WHAT YOU ARE ASKED TO DO: Going through the data below, copy out each line where the word "name" shows up.

(Stored data entries)
::::
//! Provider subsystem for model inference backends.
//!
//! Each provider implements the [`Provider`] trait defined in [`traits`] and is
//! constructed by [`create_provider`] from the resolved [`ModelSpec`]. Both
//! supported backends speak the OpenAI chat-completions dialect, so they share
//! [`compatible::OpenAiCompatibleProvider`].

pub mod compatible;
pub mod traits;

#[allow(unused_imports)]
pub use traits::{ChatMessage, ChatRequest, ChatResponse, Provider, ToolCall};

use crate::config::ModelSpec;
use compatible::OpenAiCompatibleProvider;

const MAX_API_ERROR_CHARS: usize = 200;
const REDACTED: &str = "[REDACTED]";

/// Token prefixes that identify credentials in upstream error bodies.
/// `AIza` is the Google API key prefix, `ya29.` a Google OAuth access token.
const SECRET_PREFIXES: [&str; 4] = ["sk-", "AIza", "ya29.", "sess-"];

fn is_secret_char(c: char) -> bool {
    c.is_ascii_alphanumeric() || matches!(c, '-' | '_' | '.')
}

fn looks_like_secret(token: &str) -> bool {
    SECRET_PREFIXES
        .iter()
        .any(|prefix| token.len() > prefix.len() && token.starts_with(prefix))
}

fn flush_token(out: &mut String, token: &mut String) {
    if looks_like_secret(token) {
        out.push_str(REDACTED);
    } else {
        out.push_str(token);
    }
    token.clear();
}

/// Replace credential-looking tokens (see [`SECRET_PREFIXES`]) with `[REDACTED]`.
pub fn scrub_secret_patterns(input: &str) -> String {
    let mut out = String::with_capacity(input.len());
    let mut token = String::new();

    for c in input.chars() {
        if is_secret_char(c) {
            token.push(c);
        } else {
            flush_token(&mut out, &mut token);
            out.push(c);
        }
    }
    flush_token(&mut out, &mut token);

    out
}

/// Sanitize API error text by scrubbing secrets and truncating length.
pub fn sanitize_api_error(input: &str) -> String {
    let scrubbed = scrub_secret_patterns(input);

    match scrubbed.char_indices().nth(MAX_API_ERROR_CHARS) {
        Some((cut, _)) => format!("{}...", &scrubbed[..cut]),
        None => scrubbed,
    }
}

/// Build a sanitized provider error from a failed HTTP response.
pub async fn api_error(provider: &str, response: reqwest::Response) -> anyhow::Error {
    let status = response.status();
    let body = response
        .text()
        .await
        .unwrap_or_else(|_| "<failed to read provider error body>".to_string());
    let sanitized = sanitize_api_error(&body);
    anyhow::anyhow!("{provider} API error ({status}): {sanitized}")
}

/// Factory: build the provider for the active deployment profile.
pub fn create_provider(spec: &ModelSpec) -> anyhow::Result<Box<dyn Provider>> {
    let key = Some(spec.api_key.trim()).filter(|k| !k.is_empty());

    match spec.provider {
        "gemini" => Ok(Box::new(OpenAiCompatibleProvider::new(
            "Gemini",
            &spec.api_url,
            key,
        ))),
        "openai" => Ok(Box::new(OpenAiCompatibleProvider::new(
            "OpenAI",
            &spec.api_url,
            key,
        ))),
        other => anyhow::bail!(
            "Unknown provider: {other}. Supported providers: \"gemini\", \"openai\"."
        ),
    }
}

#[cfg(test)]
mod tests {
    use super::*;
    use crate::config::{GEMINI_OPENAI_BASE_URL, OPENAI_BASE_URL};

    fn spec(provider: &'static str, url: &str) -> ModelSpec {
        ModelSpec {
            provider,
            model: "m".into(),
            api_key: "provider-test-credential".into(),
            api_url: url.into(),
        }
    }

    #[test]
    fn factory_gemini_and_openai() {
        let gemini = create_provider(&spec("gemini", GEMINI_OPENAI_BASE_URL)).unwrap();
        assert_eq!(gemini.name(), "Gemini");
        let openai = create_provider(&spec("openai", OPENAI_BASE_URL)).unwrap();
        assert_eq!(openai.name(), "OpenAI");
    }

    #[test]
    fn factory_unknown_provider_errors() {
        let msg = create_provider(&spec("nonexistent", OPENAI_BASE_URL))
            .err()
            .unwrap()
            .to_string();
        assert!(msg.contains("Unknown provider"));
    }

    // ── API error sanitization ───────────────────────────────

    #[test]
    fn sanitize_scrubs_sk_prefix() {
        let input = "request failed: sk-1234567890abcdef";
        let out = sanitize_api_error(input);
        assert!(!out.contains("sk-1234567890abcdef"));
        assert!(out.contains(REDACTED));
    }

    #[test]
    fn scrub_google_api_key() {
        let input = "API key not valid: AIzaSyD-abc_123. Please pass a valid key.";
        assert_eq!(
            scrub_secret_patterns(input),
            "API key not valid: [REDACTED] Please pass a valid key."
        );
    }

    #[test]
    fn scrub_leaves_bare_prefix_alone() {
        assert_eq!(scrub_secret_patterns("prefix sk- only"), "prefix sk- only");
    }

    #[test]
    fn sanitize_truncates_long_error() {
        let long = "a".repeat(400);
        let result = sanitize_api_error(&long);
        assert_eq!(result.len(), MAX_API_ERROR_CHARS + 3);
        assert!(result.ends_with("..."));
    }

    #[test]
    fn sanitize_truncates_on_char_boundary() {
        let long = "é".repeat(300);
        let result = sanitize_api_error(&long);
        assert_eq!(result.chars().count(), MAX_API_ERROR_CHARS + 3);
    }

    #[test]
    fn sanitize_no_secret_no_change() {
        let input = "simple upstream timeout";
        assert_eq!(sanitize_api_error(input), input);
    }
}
::::
TASK ANSWER:
        assert_eq!(gemini.name(), "Gemini");
        assert_eq!(openai.name(), "OpenAI");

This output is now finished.